[What you need to do]: For the word "body", report how many lines of the records below contain it, and nothing more.

*** Data for this exercise Section Begins ***

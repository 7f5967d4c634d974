//! Watch the shared tracker from a terminal, or inspect a raw capture.

use std::path::PathBuf;
use std::sync::Arc;
use std::time::Duration;

use anyhow::Context;
use clap::{Parser, Subcommand};
use skytrace_cli::{normalize_file, summary_line};
use skytrace_feed::{FeedConfig, OpenSkySource};
use skytrace_tracker::{Tracker, TrackerConfig};
use tracing_subscriber::{layer::SubscriberExt, util::SubscriberInitExt};

#[derive(Parser, Debug)]
#[command(author, version, about)]
struct Args {
    #[command(subcommand)]
    command: Command,
}

#[derive(Subcommand, Debug)]
enum Command {
    /// Run a tracker in-process and print every published snapshot
    Watch {
        /// Center longitude (default: Tel Aviv)
        #[arg(long, default_value_t = 34.7818, allow_hyphen_values = true)]
        lon: f64,

        /// Center latitude (default: Tel Aviv)
        #[arg(long, default_value_t = 32.0853, allow_hyphen_values = true)]
        lat: f64,

        /// How long to watch, in seconds
        #[arg(long, default_value_t = 10)]
        seconds: u64,

        /// Query the live feed instead of animating the fallback capture
        #[arg(long)]
        live: bool,

        /// Seconds between live fetches; ticks in between extrapolate
        #[arg(long, default_value_t = 0)]
        refresh: u64,

        /// Fallback capture to animate
        #[arg(long, default_value = skytrace_feed::config::DEFAULT_FALLBACK_PATH)]
        fallback: PathBuf,

        #[arg(long, env = "OPENSKY_CLIENT_ID", default_value = "", hide_env_values = true)]
        client_id: String,

        #[arg(long, env = "OPENSKY_CLIENT_SECRET", default_value = "", hide_env_values = true)]
        client_secret: String,
    },
    /// Print a raw state-vector capture as GeoJSON
    Normalize {
        /// Path to a states response JSON file
        file: PathBuf,
    },
}

#[tokio::main]
async fn main() -> anyhow::Result<()> {
    tracing_subscriber::registry()
        .with(tracing_subscriber::fmt::layer().with_writer(std::io::stderr))
        .with(
            tracing_subscriber::EnvFilter::from_default_env()
                .add_directive("skytrace_tracker=info".parse()?)
                .add_directive("skytrace_feed=info".parse()?),
        )
        .init();

    match Args::parse().command {
        Command::Watch {
            lon,
            lat,
            seconds,
            live,
            refresh,
            fallback,
            client_id,
            client_secret,
        } => {
            let feed = FeedConfig {
                fallback_path: fallback,
                ..FeedConfig::default()
            }
            .with_credentials(&client_id, &client_secret);
            let config = TrackerConfig {
                use_local_data: !live,
                live_refresh: Duration::from_secs(refresh),
                ..TrackerConfig::default()
            };
            watch(config, feed, lon, lat, Duration::from_secs(seconds)).await
        }
        Command::Normalize { file } => {
            let geojson = normalize_file(&file)?;
            println!("{}", serde_json::to_string_pretty(&geojson)?);
            Ok(())
        }
    }
}

async fn watch(
    config: TrackerConfig,
    feed: FeedConfig,
    lon: f64,
    lat: f64,
    duration: Duration,
) -> anyhow::Result<()> {
    let source = OpenSkySource::new(&feed).context("failed to build feed client")?;
    let tracker = Tracker::new(config, Arc::new(source));
    tracker.set_center(lon, lat);

    println!("Watching around {:.4},{:.4} for {}s...", lon, lat, duration.as_secs());
    let subscription = tracker.subscribe(|snapshot, paths| {
        println!("{}", summary_line(&snapshot, &paths));
        Ok(())
    });

    tokio::select! {
        _ = tokio::time::sleep(duration) => {}
        _ = tokio::signal::ctrl_c() => println!("Interrupted"),
    }

    subscription.unsubscribe();
    tracker.disable();
    Ok(())
}
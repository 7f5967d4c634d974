//! Feed endpoints and credentials.

use std::path::PathBuf;
use std::time::Duration;

pub const DEFAULT_STATES_URL: &str = "https://opensky-network.org/api/states/all";
pub const DEFAULT_TOKEN_URL: &str =
    "https://auth.opensky-network.org/auth/realms/opensky-network/protocol/openid-connect/token";
pub const DEFAULT_FALLBACK_PATH: &str = "data/flights-fallback.json";

#[derive(Debug, Clone)]
pub struct OAuthCredentials {
    pub client_id: String,
    pub client_secret: String,
}

#[derive(Debug, Clone)]
pub struct FeedConfig {
    pub states_url: String,
    pub token_url: String,
    /// Without credentials requests go out unauthenticated.
    pub credentials: Option<OAuthCredentials>,
    /// Half-width of the query box around the center, in degrees.
    pub query_half_span_deg: f64,
    pub request_timeout: Duration,
    pub fallback_path: PathBuf,
}

impl Default for FeedConfig {
    fn default() -> Self {
        Self {
            states_url: DEFAULT_STATES_URL.to_string(),
            token_url: DEFAULT_TOKEN_URL.to_string(),
            credentials: None,
            query_half_span_deg: 5.0,
            request_timeout: Duration::from_secs(10),
            fallback_path: PathBuf::from(DEFAULT_FALLBACK_PATH),
        }
    }
}

impl FeedConfig {
    /// Set credentials when both parts are non-empty, clear them otherwise.
    pub fn with_credentials(mut self, client_id: &str, client_secret: &str) -> Self {
        let (id, secret) = (client_id.trim(), client_secret.trim());
        self.credentials = if id.is_empty() || secret.is_empty() {
            None
        } else {
            Some(OAuthCredentials {
                client_id: id.to_string(),
                client_secret: secret.to_string(),
            })
        };
        self
    }
}
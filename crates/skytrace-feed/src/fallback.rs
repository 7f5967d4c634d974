//! Static pre-captured dataset used when the live feed is off or unavailable.

use std::path::{Path, PathBuf};
use std::sync::atomic::{AtomicBool, Ordering};

use chrono::Utc;
use skytrace_core::{normalize_states, Snapshot, StatesResponse};
use tokio::sync::Mutex;

use crate::error::FallbackError;

/// Loads the fallback capture once and serves it from memory afterwards.
///
/// Served snapshots always carry the current time so the capture reads as
/// "now" to consumers.
pub struct FallbackDataset {
    path: PathBuf,
    cached: Mutex<Option<Snapshot>>,
    /// Set after the first failed load is reported; cleared by a success.
    failure_reported: AtomicBool,
}

impl FallbackDataset {
    pub fn new(path: impl Into<PathBuf>) -> Self {
        Self {
            path: path.into(),
            cached: Mutex::new(None),
            failure_reported: AtomicBool::new(false),
        }
    }

    pub fn path(&self) -> &Path {
        &self.path
    }

    /// The dataset, or an empty snapshot when it cannot be read.
    pub async fn load(&self) -> Snapshot {
        match self.try_load().await {
            Ok(snapshot) => {
                self.failure_reported.store(false, Ordering::Relaxed);
                snapshot
            }
            Err(err) => {
                if self.failure_reported.swap(true, Ordering::Relaxed) {
                    tracing::debug!("Fallback dataset {} still unavailable: {}", self.path.display(), err);
                } else {
                    tracing::warn!("Fallback dataset {} unavailable: {}", self.path.display(), err);
                }
                Snapshot::empty(Utc::now())
            }
        }
    }

    pub async fn try_load(&self) -> Result<Snapshot, FallbackError> {
        let mut cached = self.cached.lock().await;
        if let Some(snapshot) = cached.as_ref() {
            return Ok(snapshot.clone().with_timestamp(Utc::now()));
        }

        let bytes = tokio::fs::read(&self.path).await?;
        let body: StatesResponse = serde_json::from_slice(&bytes)?;
        let snapshot = normalize_states(&body).with_timestamp(Utc::now());
        tracing::info!(
            "Loaded fallback dataset {} ({} aircraft)",
            self.path.display(),
            snapshot.len()
        );
        *cached = Some(snapshot.clone());
        Ok(snapshot)
    }
}
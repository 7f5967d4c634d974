//! Tracker lifecycle and tick-strategy tests.
//!
//! All tests run on a paused clock; `settle()` lets spawned ticks run
//! without moving time forward meaningfully.

use std::sync::atomic::{AtomicUsize, Ordering};
use std::sync::{Arc, Mutex};
use std::time::Duration;

use async_trait::async_trait;
use chrono::{TimeZone, Utc};
use skytrace_core::{project, AircraftState, GeoPoint, PathCollection, Position, Snapshot};
use skytrace_feed::{FeedError, PositionSource};
use skytrace_tracker::{TickOutcome, Tracker, TrackerConfig, TrackerStatus};

enum LiveMode {
    Ok(Snapshot),
    RateLimited,
    Unavailable,
}

struct FakeSource {
    fallback: Snapshot,
    live: Mutex<LiveMode>,
    live_calls: AtomicUsize,
    fallback_calls: AtomicUsize,
}

impl FakeSource {
    fn new(fallback: Snapshot, live: LiveMode) -> Arc<Self> {
        Arc::new(Self {
            fallback,
            live: Mutex::new(live),
            live_calls: AtomicUsize::new(0),
            fallback_calls: AtomicUsize::new(0),
        })
    }

    fn set_live(&self, mode: LiveMode) {
        *self.live.lock().unwrap() = mode;
    }

    fn live_calls(&self) -> usize {
        self.live_calls.load(Ordering::SeqCst)
    }

    fn fallback_calls(&self) -> usize {
        self.fallback_calls.load(Ordering::SeqCst)
    }
}

#[async_trait]
impl PositionSource for FakeSource {
    async fn fetch_live(&self, _center: GeoPoint) -> Result<Snapshot, FeedError> {
        self.live_calls.fetch_add(1, Ordering::SeqCst);
        let live = self.live.lock().unwrap();
        match &*live {
            LiveMode::Ok(snapshot) => Ok(snapshot.clone()),
            LiveMode::RateLimited => Err(FeedError::RateLimited),
            LiveMode::Unavailable => Err(FeedError::Status(reqwest::StatusCode::SERVICE_UNAVAILABLE)),
        }
    }

    async fn load_fallback(&self) -> Snapshot {
        self.fallback_calls.fetch_add(1, Ordering::SeqCst);
        self.fallback.clone().with_timestamp(Utc::now())
    }
}

fn tel_aviv_fleet() -> Snapshot {
    Snapshot::new(
        Utc::now(),
        vec![
            AircraftState::new("738065", Position::new(34.78, 32.08, 3000.0), 0.0, 150.0, 0.0)
                .with_callsign(Some("ELY001".to_string())),
            AircraftState::new("738066", Position::new(34.90, 32.20, 9000.0), 90.0, 230.0, 0.0)
                .with_callsign(Some("ELY002".to_string())),
            AircraftState::new("4b1805", Position::new(34.60, 31.90, 11000.0), 225.0, 240.0, -3.0),
        ],
    )
}

type Received = Arc<Mutex<Vec<Arc<Snapshot>>>>;

fn recorder() -> (
    Received,
    impl Fn(Arc<Snapshot>, Arc<PathCollection>) -> anyhow::Result<()> + Send + Sync + 'static,
) {
    let received: Received = Arc::new(Mutex::new(Vec::new()));
    let sink = received.clone();
    (received, move |snapshot, _paths| {
        sink.lock().unwrap().push(snapshot);
        Ok(())
    })
}

fn noop(_: Arc<Snapshot>, _: Arc<PathCollection>) -> anyhow::Result<()> {
    Ok(())
}

fn count(received: &Received) -> usize {
    received.lock().unwrap().len()
}

fn latest(received: &Received) -> Arc<Snapshot> {
    received.lock().unwrap().last().cloned().expect("at least one delivery")
}

async fn settle() {
    tokio::time::sleep(Duration::from_millis(10)).await;
}

fn live_config() -> TrackerConfig {
    TrackerConfig {
        use_local_data: false,
        ..TrackerConfig::default()
    }
}

/// Timer far enough out that only the immediate tick on enable fires.
fn manual_config(use_local_data: bool) -> TrackerConfig {
    TrackerConfig {
        tick_interval: Duration::from_secs(3600),
        use_local_data,
        ..TrackerConfig::default()
    }
}

#[tokio::test(start_paused = true)]
async fn fallback_then_dead_reckoning_over_tel_aviv() {
    let source = FakeSource::new(tel_aviv_fleet(), LiveMode::Unavailable);
    let tracker = Tracker::new(TrackerConfig::default(), source.clone());
    tracker.set_center(34.78, 32.08);

    let (received, callback) = recorder();
    let _sub = tracker.subscribe(callback);
    assert_eq!(count(&received), 1);
    assert!(latest(&received).is_empty());
    assert_eq!(tracker.status(), TrackerStatus::Enabled);

    settle().await;
    let first = latest(&received);
    assert_eq!(first.len(), 3);

    tokio::time::sleep(Duration::from_secs(1)).await;
    assert_eq!(count(&received), 3);
    let second = latest(&received);
    assert_eq!(second.len(), 3);
    assert_eq!((second.timestamp - first.timestamp).num_milliseconds(), 1000);

    for before in &first.aircraft {
        let after = second.get(&before.id).expect("aircraft still present");
        let expected = project(before.position, before.heading_deg, before.velocity_mps, 1.0);
        assert!((after.position.lat - expected.lat).abs() < 1e-9);
        assert!((after.position.lon - expected.lon).abs() < 1e-9);
        assert_eq!(after.position.altitude_m, before.position.altitude_m);
    }

    assert_eq!(source.fallback_calls(), 1);
    assert_eq!(source.live_calls(), 0);
    assert_eq!(tracker.get_paths().len(), 3);
}

#[tokio::test(start_paused = true)]
async fn subscribe_replays_current_snapshot_synchronously() {
    let source = FakeSource::new(tel_aviv_fleet(), LiveMode::Unavailable);
    let tracker = Tracker::new(manual_config(true), source);
    tracker.set_center(34.78, 32.08);
    let _first = tracker.subscribe(noop);
    settle().await;
    assert_eq!(tracker.get_data().len(), 3);

    let (received, callback) = recorder();
    let _second = tracker.subscribe(callback);
    assert_eq!(count(&received), 1);
    assert_eq!(latest(&received).len(), 3);
    assert!(Arc::ptr_eq(&latest(&received), &tracker.get_data()));
}

#[tokio::test(start_paused = true)]
async fn resubscribe_within_grace_keeps_history() {
    let source = FakeSource::new(tel_aviv_fleet(), LiveMode::Unavailable);
    let tracker = Tracker::new(TrackerConfig::default(), source);
    tracker.set_center(34.78, 32.08);

    let sub = tracker.subscribe(noop);
    tokio::time::sleep(Duration::from_millis(1500)).await;
    assert_eq!(tracker.get_paths().len(), 3);

    sub.unsubscribe();
    tokio::time::sleep(Duration::from_millis(500)).await;
    assert_eq!(tracker.status(), TrackerStatus::Enabled);

    let (received, callback) = recorder();
    let sub = tracker.subscribe(callback);
    assert_eq!(latest(&received).len(), 3);
    assert_eq!(tracker.get_paths().len(), 3);

    // The cancelled timer must not fire later.
    tokio::time::sleep(Duration::from_secs(5)).await;
    assert_eq!(tracker.status(), TrackerStatus::Enabled);
    assert!(tracker.get_paths().paths[0].points.len() > 2);
    drop(sub);
}

#[tokio::test(start_paused = true)]
async fn resubscribe_after_grace_starts_empty() {
    let source = FakeSource::new(tel_aviv_fleet(), LiveMode::Unavailable);
    let tracker = Tracker::new(TrackerConfig::default(), source);
    tracker.set_center(34.78, 32.08);

    let sub = tracker.subscribe(noop);
    tokio::time::sleep(Duration::from_millis(1500)).await;
    assert!(!tracker.get_paths().is_empty());

    sub.unsubscribe();
    tokio::time::sleep(Duration::from_millis(2500)).await;
    assert_eq!(tracker.status(), TrackerStatus::Disabled);
    assert!(tracker.get_data().is_empty());
    assert!(tracker.get_paths().is_empty());

    let (received, callback) = recorder();
    let _sub = tracker.subscribe(callback);
    assert!(latest(&received).is_empty());
    assert_eq!(tracker.status(), TrackerStatus::Enabled);
}

#[tokio::test(start_paused = true)]
async fn rate_limit_switches_to_local_data_for_good() {
    let source = FakeSource::new(tel_aviv_fleet(), LiveMode::RateLimited);
    let tracker = Tracker::new(live_config(), source.clone());
    tracker.set_center(34.78, 32.08);

    let (received, callback) = recorder();
    let _sub = tracker.subscribe(callback);
    settle().await;
    assert_eq!(source.live_calls(), 1);
    assert_eq!(source.fallback_calls(), 1);
    assert_eq!(latest(&received).len(), 3);
    assert!(tracker.is_rate_limited());

    source.set_live(LiveMode::Ok(tel_aviv_fleet()));
    tokio::time::sleep(Duration::from_secs(3)).await;
    assert_eq!(source.live_calls(), 1);
    assert_eq!(count(&received), 5);
}

#[tokio::test(start_paused = true)]
async fn transient_failure_skips_tick_without_notifying() {
    let source = FakeSource::new(tel_aviv_fleet(), LiveMode::Unavailable);
    let tracker = Tracker::new(manual_config(false), source.clone());
    tracker.set_center(34.78, 32.08);

    let (received, callback) = recorder();
    let _sub = tracker.subscribe(callback);
    settle().await;
    assert_eq!(source.live_calls(), 1);
    assert_eq!(count(&received), 1);

    assert_eq!(tracker.tick().await, TickOutcome::Skipped);
    assert_eq!(count(&received), 1);
    assert!(tracker.get_data().is_empty());
    assert!(tracker.get_paths().is_empty());
    assert!(!tracker.is_rate_limited());
    assert_eq!(source.fallback_calls(), 0);

    source.set_live(LiveMode::Ok(tel_aviv_fleet()));
    assert_eq!(tracker.tick().await, TickOutcome::Published { aircraft: 3 });
    assert_eq!(count(&received), 2);
}

#[tokio::test(start_paused = true)]
async fn large_center_moves_tick_immediately() {
    let source = FakeSource::new(tel_aviv_fleet(), LiveMode::Ok(tel_aviv_fleet()));
    let tracker = Tracker::new(manual_config(false), source.clone());

    let _sub = tracker.subscribe(noop);
    settle().await;
    assert_eq!(source.live_calls(), 0);
    assert_eq!(tracker.tick().await, TickOutcome::Idle);

    tracker.set_center(34.78, 32.08);
    settle().await;
    assert_eq!(source.live_calls(), 1);

    tracker.set_center(34.80, 32.10);
    settle().await;
    assert_eq!(source.live_calls(), 1);

    tracker.set_center(35.50, 32.08);
    settle().await;
    assert_eq!(source.live_calls(), 2);
    assert_eq!(tracker.center(), Some(GeoPoint::new(35.50, 32.08)));
}

#[tokio::test(start_paused = true)]
async fn disable_is_idempotent_and_stops_ticks() {
    let source = FakeSource::new(tel_aviv_fleet(), LiveMode::Unavailable);
    let tracker = Tracker::new(TrackerConfig::default(), source.clone());
    tracker.set_center(34.78, 32.08);

    let (received, callback) = recorder();
    let _sub = tracker.subscribe(callback);
    settle().await;
    let delivered = count(&received);

    tracker.disable();
    tracker.disable();
    assert_eq!(tracker.status(), TrackerStatus::Disabled);
    assert!(tracker.get_data().is_empty());

    tokio::time::sleep(Duration::from_secs(5)).await;
    assert_eq!(count(&received), delivered);
    assert_eq!(source.fallback_calls(), 1);
    assert_eq!(tracker.tick().await, TickOutcome::Idle);
}

#[tokio::test(start_paused = true)]
async fn published_timestamps_never_go_backwards() {
    let stale = tel_aviv_fleet().with_timestamp(Utc.with_ymd_and_hms(2001, 1, 1, 0, 0, 0).unwrap());
    let source = FakeSource::new(tel_aviv_fleet(), LiveMode::Ok(stale));
    let tracker = Tracker::new(live_config(), source);
    tracker.set_center(34.78, 32.08);

    let (received, callback) = recorder();
    let _sub = tracker.subscribe(callback);
    tokio::time::sleep(Duration::from_millis(2500)).await;

    let received = received.lock().unwrap();
    assert_eq!(received.len(), 4);
    for pair in received.windows(2) {
        assert!(pair[1].timestamp >= pair[0].timestamp);
    }
}

#[tokio::test(start_paused = true)]
async fn live_refresh_extrapolates_between_fetches() {
    let source = FakeSource::new(tel_aviv_fleet(), LiveMode::Ok(tel_aviv_fleet()));
    let config = TrackerConfig {
        live_refresh: Duration::from_secs(10),
        ..live_config()
    };
    let tracker = Tracker::new(config, source.clone());
    tracker.set_center(34.78, 32.08);

    let (received, callback) = recorder();
    let _sub = tracker.subscribe(callback);
    tokio::time::sleep(Duration::from_millis(5500)).await;
    assert_eq!(source.live_calls(), 1);
    assert_eq!(count(&received), 7);

    tokio::time::sleep(Duration::from_secs(5)).await;
    assert_eq!(source.live_calls(), 2);
}

#[tokio::test(start_paused = true)]
async fn failing_subscribers_do_not_block_others() {
    let source = FakeSource::new(tel_aviv_fleet(), LiveMode::Unavailable);
    let tracker = Tracker::new(TrackerConfig::default(), source);
    tracker.set_center(34.78, 32.08);

    let _bad = tracker.subscribe(|_, _| anyhow::bail!("renderer detached"));
    let _worse = tracker.subscribe(|_, _| panic!("renderer crashed"));
    let (received, callback) = recorder();
    let _good = tracker.subscribe(callback);

    tokio::time::sleep(Duration::from_millis(1500)).await;
    assert_eq!(count(&received), 3);
    assert_eq!(latest(&received).len(), 3);
}
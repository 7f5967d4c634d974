//! REST API routes.

use std::sync::Arc;

use axum::{
    extract::State,
    http::StatusCode,
    response::IntoResponse,
    routing::get,
    Json, Router,
};
use serde::{Deserialize, Serialize};
use serde_json::json;
use skytrace_tracker::TrackerStatus;

use crate::api::ws;
use crate::state::AppState;

/// Create the API router.
pub fn create_router() -> Router<Arc<AppState>> {
    Router::new()
        .route("/health", get(|| async { "OK" }))
        .route("/v1/flights", get(list_flights))
        .route("/v1/paths", get(list_paths))
        .route("/v1/center", get(get_center).post(set_center))
        .route("/v1/status", get(get_status))
        .route("/v1/stream", get(ws::ws_handler))
}

/// Current snapshot as a GeoJSON FeatureCollection.
async fn list_flights(State(state): State<Arc<AppState>>) -> impl IntoResponse {
    Json(state.tracker.get_data().to_geojson())
}

/// Current trails as a GeoJSON FeatureCollection.
async fn list_paths(State(state): State<Arc<AppState>>) -> impl IntoResponse {
    Json(state.tracker.get_paths().to_geojson())
}

#[derive(Debug, Serialize, Deserialize)]
pub struct CenterRequest {
    pub lon: f64,
    pub lat: f64,
}

async fn get_center(State(state): State<Arc<AppState>>) -> impl IntoResponse {
    match state.tracker.center() {
        Some(center) => Json(json!({"lon": center.lon, "lat": center.lat})).into_response(),
        None => StatusCode::NO_CONTENT.into_response(),
    }
}

async fn set_center(
    State(state): State<Arc<AppState>>,
    Json(request): Json<CenterRequest>,
) -> impl IntoResponse {
    let valid_lon = request.lon.is_finite() && (-180.0..=180.0).contains(&request.lon);
    let valid_lat = request.lat.is_finite() && (-90.0..=90.0).contains(&request.lat);
    if !valid_lon || !valid_lat {
        return (
            StatusCode::BAD_REQUEST,
            Json(json!({"error": "lon must be within [-180, 180] and lat within [-90, 90]"})),
        )
            .into_response();
    }

    state.tracker.set_center(request.lon, request.lat);
    Json(json!({"lon": request.lon, "lat": request.lat})).into_response()
}

async fn get_status(State(state): State<Arc<AppState>>) -> impl IntoResponse {
    let tracker = &state.tracker;
    let status = match tracker.status() {
        TrackerStatus::Enabled => "enabled",
        TrackerStatus::Disabled => "disabled",
    };
    let snapshot = tracker.get_data();
    Json(json!({
        "status": status,
        "subscribers": tracker.subscriber_count(),
        "local_data": tracker.config().use_local_data || tracker.is_rate_limited(),
        "rate_limited": tracker.is_rate_limited(),
        "aircraft": snapshot.len(),
        "timestamp": snapshot.timestamp.to_rfc3339(),
    }))
}
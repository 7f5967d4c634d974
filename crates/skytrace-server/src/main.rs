//! Skytrace server - one shared flight tracker for every map renderer.

use std::net::SocketAddr;
use std::sync::Arc;

use anyhow::{Context, Result};
use tower_http::cors::CorsLayer;
use tower_http::trace::TraceLayer;
use tracing_subscriber::{layer::SubscriberExt, util::SubscriberInitExt};

use skytrace_feed::OpenSkySource;
use skytrace_server::{api, config::Config, AppState};
use skytrace_tracker::Tracker;

#[tokio::main]
async fn main() -> Result<()> {
    // Initialize tracing
    tracing_subscriber::registry()
        .with(tracing_subscriber::fmt::layer())
        .with(skytrace_server::log_filter()?)
        .init();

    tracing::info!("Starting skytrace server...");

    let config = Config::from_env();
    if config.tracker.use_local_data {
        tracing::info!(
            "Local-data mode: animating {} instead of querying the live feed",
            config.feed.fallback_path.display()
        );
    }

    let source = OpenSkySource::new(&config.feed).context("failed to build feed client")?;
    let tracker = Tracker::new(config.tracker.clone(), Arc::new(source));
    if let Some(center) = config.initial_center {
        tracker.set_center(center.lon, center.lat);
    }

    let state = Arc::new(AppState::new(tracker.clone(), &config));
    let app = api::routes()
        .with_state(state)
        .layer(TraceLayer::new_for_http())
        .layer(CorsLayer::permissive());

    let addr = SocketAddr::from(([0, 0, 0, 0], config.server_port));
    tracing::info!("Listening on {}", addr);

    let listener = tokio::net::TcpListener::bind(addr).await?;
    axum::serve(listener, app)
        .with_graceful_shutdown(async {
            let _ = tokio::signal::ctrl_c().await;
        })
        .await?;

    tracker.disable();
    tracing::info!("Skytrace server stopped");
    Ok(())
}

*** Data for this exercise Section Ends ***

[Response to this exercise]: 2